Records for the exercise: Begin

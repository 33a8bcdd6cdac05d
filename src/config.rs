use serde::Deserialize;
use std::fs;
use std::path::{Path, PathBuf};
use tracing::debug;

use crate::conform::DateOrder;
use crate::error::{PipelineError, Result};

pub const DEFAULT_CONFIG_PATH: &str = "retail_star.toml";
pub const DEFAULT_LOG_FILTER: &str = "retail_star=info,info";

/// Everything a run needs, passed explicitly to each stage
#[derive(Debug, Clone, PartialEq, Deserialize)]
#[serde(default, deny_unknown_fields)]
pub struct PipelineConfig {
    /// Root of the layer stores (`raw/`, `conformed/`, `model/`)
    pub data_dir: PathBuf,
    pub report_path: PathBuf,
    pub date_order: DateOrder,
    /// Run independent derivations of a stage as concurrent tasks
    pub parallel: bool,
    pub logging: LoggingConfig,
    pub metrics: MetricsConfig,
}

#[derive(Debug, Clone, PartialEq, Deserialize)]
#[serde(default, deny_unknown_fields)]
pub struct LoggingConfig {
    pub dir: PathBuf,
    pub default_filter: String,
}

#[derive(Debug, Clone, PartialEq, Default, Deserialize)]
#[serde(default, deny_unknown_fields)]
pub struct MetricsConfig {
    /// Prometheus listener address; no listener when unset
    pub listen_addr: Option<String>,
}

impl Default for PipelineConfig {
    fn default() -> Self {
        Self {
            data_dir: PathBuf::from("data"),
            report_path: PathBuf::from("data/run_report.json"),
            date_order: DateOrder::default(),
            parallel: true,
            logging: LoggingConfig::default(),
            metrics: MetricsConfig::default(),
        }
    }
}

impl Default for LoggingConfig {
    fn default() -> Self {
        Self {
            dir: PathBuf::from("logs"),
            default_filter: DEFAULT_LOG_FILTER.to_string(),
        }
    }
}

impl PipelineConfig {
    /// Load `path` (defaults when it does not exist), then apply `RETAIL_*` overrides
    pub fn load(path: &Path) -> Result<Self> {
        dotenv::dotenv().ok();
        let mut config = Self::from_file(path)?;
        config.apply_env(|key| std::env::var(key).ok())?;
        config.validate()?;
        Ok(config)
    }

    pub fn from_file(path: &Path) -> Result<Self> {
        if !path.exists() {
            debug!("No config file at {}, using defaults", path.display());
            return Ok(Self::default());
        }
        let content = fs::read_to_string(path).map_err(|e| {
            PipelineError::Config(format!("Failed to read config file '{}': {}", path.display(), e))
        })?;
        Self::from_toml(&content)
    }

    pub fn from_toml(content: &str) -> Result<Self> {
        Ok(toml::from_str(content)?)
    }

    /// Override fields from the environment; `lookup` is `std::env::var` outside tests
    pub fn apply_env(&mut self, lookup: impl Fn(&str) -> Option<String>) -> Result<()> {
        if let Some(dir) = lookup("RETAIL_DATA_DIR") {
            self.data_dir = PathBuf::from(dir);
        }
        if let Some(path) = lookup("RETAIL_REPORT_PATH") {
            self.report_path = PathBuf::from(path);
        }
        if let Some(order) = lookup("RETAIL_DATE_ORDER") {
            self.date_order = order.parse().map_err(PipelineError::Config)?;
        }
        if let Some(parallel) = lookup("RETAIL_PARALLEL") {
            self.parallel = parse_bool(&parallel)
                .ok_or_else(|| PipelineError::Config(format!("RETAIL_PARALLEL: not a boolean: '{}'", parallel)))?;
        }
        if let Some(addr) = lookup("RETAIL_METRICS_ADDR") {
            self.metrics.listen_addr = Some(addr).filter(|a| !a.trim().is_empty());
        }
        Ok(())
    }

    pub fn validate(&self) -> Result<()> {
        if self.data_dir.as_os_str().is_empty() {
            return Err(PipelineError::Config("data_dir must not be empty".to_string()));
        }
        if self.report_path.as_os_str().is_empty() {
            return Err(PipelineError::Config("report_path must not be empty".to_string()));
        }
        if self.logging.dir.as_os_str().is_empty() {
            return Err(PipelineError::Config("logging.dir must not be empty".to_string()));
        }
        if let Some(addr) = &self.metrics.listen_addr {
            addr.parse::<std::net::SocketAddr>().map_err(|e| {
                PipelineError::Config(format!("metrics.listen_addr '{}': {}", addr, e))
            })?;
        }
        Ok(())
    }

    pub fn raw_dir(&self) -> PathBuf {
        self.data_dir.join("raw")
    }

    pub fn conformed_dir(&self) -> PathBuf {
        self.data_dir.join("conformed")
    }

    pub fn model_dir(&self) -> PathBuf {
        self.data_dir.join("model")
    }
}

fn parse_bool(raw: &str) -> Option<bool> {
    match raw.trim().to_ascii_lowercase().as_str() {
        "1" | "true" | "yes" | "on" => Some(true),
        "0" | "false" | "no" | "off" => Some(false),
        _ => None,
    }
}

#[cfg(test)]
mod tests {
    use super::*;
    use std::collections::HashMap;
    use tempfile::TempDir;

    #[test]
    fn test_missing_file_gives_defaults() {
        let dir = TempDir::new().unwrap();
        let config = PipelineConfig::from_file(&dir.path().join("absent.toml")).unwrap();
        assert_eq!(config, PipelineConfig::default());
        assert_eq!(config.conformed_dir(), PathBuf::from("data/conformed"));
    }

    #[test]
    fn test_partial_toml() {
        let config = PipelineConfig::from_toml(
            r#"
            date_order = "day_first"
            parallel = false

            [metrics]
            listen_addr = "127.0.0.1:9899"
            "#,
        )
        .unwrap();
        assert_eq!(config.date_order, DateOrder::DayFirst);
        assert!(!config.parallel);
        assert_eq!(config.metrics.listen_addr.as_deref(), Some("127.0.0.1:9899"));
        assert_eq!(config.logging.default_filter, DEFAULT_LOG_FILTER);
        config.validate().unwrap();
    }

    #[test]
    fn test_unknown_key_is_rejected() {
        let err = PipelineConfig::from_toml("data_directory = \"x\"").unwrap_err();
        assert!(matches!(err, PipelineError::Toml(_)));
    }

    #[test]
    fn test_env_overrides() {
        let env: HashMap<&str, &str> = [
            ("RETAIL_DATA_DIR", "/srv/retail"),
            ("RETAIL_DATE_ORDER", "dmy"),
            ("RETAIL_PARALLEL", "off"),
        ]
        .into_iter()
        .collect();
        let mut config = PipelineConfig::default();
        config
            .apply_env(|key| env.get(key).map(|v| v.to_string()))
            .unwrap();
        assert_eq!(config.model_dir(), PathBuf::from("/srv/retail/model"));
        assert_eq!(config.date_order, DateOrder::DayFirst);
        assert!(!config.parallel);
    }

    #[test]
    fn test_bad_env_value() {
        let mut config = PipelineConfig::default();
        let err = config
            .apply_env(|key| (key == "RETAIL_PARALLEL").then(|| "maybe".to_string()))
            .unwrap_err();
        assert!(matches!(err, PipelineError::Config(_)));
    }

    #[test]
    fn test_validate_rejects_bad_listen_addr() {
        let mut config = PipelineConfig::default();
        config.metrics.listen_addr = Some("not-an-addr".to_string());
        assert!(config.validate().is_err());
        config.metrics.listen_addr = None;
        config.data_dir = PathBuf::new();
        assert!(config.validate().is_err());
    }
}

Records for the exercise: End

Go through the material and write each line out again exactly.

▶ **Task result**:
repository 33a8bcdd6cdac05d
filename src/config.rs
use serde::Deserialize;
use std::fs;
use std::path::{Path, PathBuf};
use tracing::debug;

use crate::conform::DateOrder;
use crate::error::{PipelineError, Result};

pub const DEFAULT_CONFIG_PATH: &str = "retail_star.toml";
pub const DEFAULT_LOG_FILTER: &str = "retail_star=info,info";

/// Everything a run needs, passed explicitly to each stage
#[derive(Debug, Clone, PartialEq, Deserialize)]
#[serde(default, deny_unknown_fields)]
pub struct PipelineConfig {
    /// Root of the layer stores (`raw/`, `conformed/`, `model/`)
    pub data_dir: PathBuf,
    pub report_path: PathBuf,
    pub date_order: DateOrder,
    /// Run independent derivations of a stage as concurrent tasks
    pub parallel: bool,
    pub logging: LoggingConfig,
    pub metrics: MetricsConfig,
}

#[derive(Debug, Clone, PartialEq, Deserialize)]
#[serde(default, deny_unknown_fields)]
pub struct LoggingConfig {
    pub dir: PathBuf,
    pub default_filter: String,
}

#[derive(Debug, Clone, PartialEq, Default, Deserialize)]
#[serde(default, deny_unknown_fields)]
pub struct MetricsConfig {
    /// Prometheus listener address; no listener when unset
    pub listen_addr: Option<String>,
}

impl Default for PipelineConfig {
    fn default() -> Self {
        Self {
            data_dir: PathBuf::from("data"),
            report_path: PathBuf::from("data/run_report.json"),
            date_order: DateOrder::default(),
            parallel: true,
            logging: LoggingConfig::default(),
            metrics: MetricsConfig::default(),
        }
    }
}

impl Default for LoggingConfig {
    fn default() -> Self {
        Self {
            dir: PathBuf::from("logs"),
            default_filter: DEFAULT_LOG_FILTER.to_string(),
        }
    }
}

impl PipelineConfig {
    /// Load `path` (defaults when it does not exist), then apply `RETAIL_*` overrides
    pub fn load(path: &Path) -> Result<Self> {
        dotenv::dotenv().ok();
        let mut config = Self::from_file(path)?;
        config.apply_env(|key| std::env::var(key).ok())?;
        config.validate()?;
        Ok(config)
    }

    pub fn from_file(path: &Path) -> Result<Self> {
        if !path.exists() {
            debug!("No config file at {}, using defaults", path.display());
            return Ok(Self::default());
        }
        let content = fs::read_to_string(path).map_err(|e| {
            PipelineError::Config(format!("Failed to read config file '{}': {}", path.display(), e))
        })?;
        Self::from_toml(&content)
    }

    pub fn from_toml(content: &str) -> Result<Self> {
        Ok(toml::from_str(content)?)
    }

    /// Override fields from the environment; `lookup` is `std::env::var` outside tests
    pub fn apply_env(&mut self, lookup: impl Fn(&str) -> Option<String>) -> Result<()> {
        if let Some(dir) = lookup("RETAIL_DATA_DIR") {
            self.data_dir = PathBuf::from(dir);
        }
        if let Some(path) = lookup("RETAIL_REPORT_PATH") {
            self.report_path = PathBuf::from(path);
        }
        if let Some(order) = lookup("RETAIL_DATE_ORDER") {
            self.date_order = order.parse().map_err(PipelineError::Config)?;
        }
        if let Some(parallel) = lookup("RETAIL_PARALLEL") {
            self.parallel = parse_bool(&parallel)
                .ok_or_else(|| PipelineError::Config(format!("RETAIL_PARALLEL: not a boolean: '{}'", parallel)))?;
        }
        if let Some(addr) = lookup("RETAIL_METRICS_ADDR") {
            self.metrics.listen_addr = Some(addr).filter(|a| !a.trim().is_empty());
        }
        Ok(())
    }

    pub fn validate(&self) -> Result<()> {
        if self.data_dir.as_os_str().is_empty() {
            return Err(PipelineError::Config("data_dir must not be empty".to_string()));
        }
        if self.report_path.as_os_str().is_empty() {
            return Err(PipelineError::Config("report_path must not be empty".to_string()));
        }
        if self.logging.dir.as_os_str().is_empty() {
            return Err(PipelineError::Config("logging.dir must not be empty".to_string()));
        }
        if let Some(addr) = &self.metrics.listen_addr {
            addr.parse::<std::net::SocketAddr>().map_err(|e| {
                PipelineError::Config(format!("metrics.listen_addr '{}': {}", addr, e))
            })?;
        }
        Ok(())
    }

    pub fn raw_dir(&self) -> PathBuf {
        self.data_dir.join("raw")
    }

    pub fn conformed_dir(&self) -> PathBuf {
        self.data_dir.join("conformed")
    }

    pub fn model_dir(&self) -> PathBuf {
        self.data_dir.join("model")
    }
}

fn parse_bool(raw: &str) -> Option<bool> {
    match raw.trim().to_ascii_lowercase().as_str() {
        "1" | "true" | "yes" | "on" => Some(true),
        "0" | "false" | "no" | "off" => Some(false),
        _ => None,
    }
}

#[cfg(test)]
mod tests {
    use super::*;
    use std::collections::HashMap;
    use tempfile::TempDir;

    #[test]
    fn test_missing_file_gives_defaults() {
        let dir = TempDir::new().unwrap();
        let config = PipelineConfig::from_file(&dir.path().join("absent.toml")).unwrap();
        assert_eq!(config, PipelineConfig::default());
        assert_eq!(config.conformed_dir(), PathBuf::from("data/conformed"));
    }

    #[test]
    fn test_partial_toml() {
        let config = PipelineConfig::from_toml(
            r#"
            date_order = "day_first"
            parallel = false

            [metrics]
            listen_addr = "127.0.0.1:9899"
            "#,
        )
        .unwrap();
        assert_eq!(config.date_order, DateOrder::DayFirst);
        assert!(!config.parallel);
        assert_eq!(config.metrics.listen_addr.as_deref(), Some("127.0.0.1:9899"));
        assert_eq!(config.logging.default_filter, DEFAULT_LOG_FILTER);
        config.validate().unwrap();
    }

    #[test]
    fn test_unknown_key_is_rejected() {
        let err = PipelineConfig::from_toml("data_directory = \"x\"").unwrap_err();
        assert!(matches!(err, PipelineError::Toml(_)));
    }

    #[test]
    fn test_env_overrides() {
        let env: HashMap<&str, &str> = [
            ("RETAIL_DATA_DIR", "/srv/retail"),
            ("RETAIL_DATE_ORDER", "dmy"),
            ("RETAIL_PARALLEL", "off"),
        ]
        .into_iter()
        .collect();
        let mut config = PipelineConfig::default();
        config
            .apply_env(|key| env.get(key).map(|v| v.to_string()))
            .unwrap();
        assert_eq!(config.model_dir(), PathBuf::from("/srv/retail/model"));
        assert_eq!(config.date_order, DateOrder::DayFirst);
        assert!(!config.parallel);
    }

    #[test]
    fn test_bad_env_value() {
        let mut config = PipelineConfig::default();
        let err = config
            .apply_env(|key| (key == "RETAIL_PARALLEL").then(|| "maybe".to_string()))
            .unwrap_err();
        assert!(matches!(err, PipelineError::Config(_)));
    }

    #[test]
    fn test_validate_rejects_bad_listen_addr() {
        let mut config = PipelineConfig::default();
        config.metrics.listen_addr = Some("not-an-addr".to_string());
        assert!(config.validate().is_err());
        config.metrics.listen_addr = None;
        config.data_dir = PathBuf::new();
        assert!(config.validate().is_err());
    }
}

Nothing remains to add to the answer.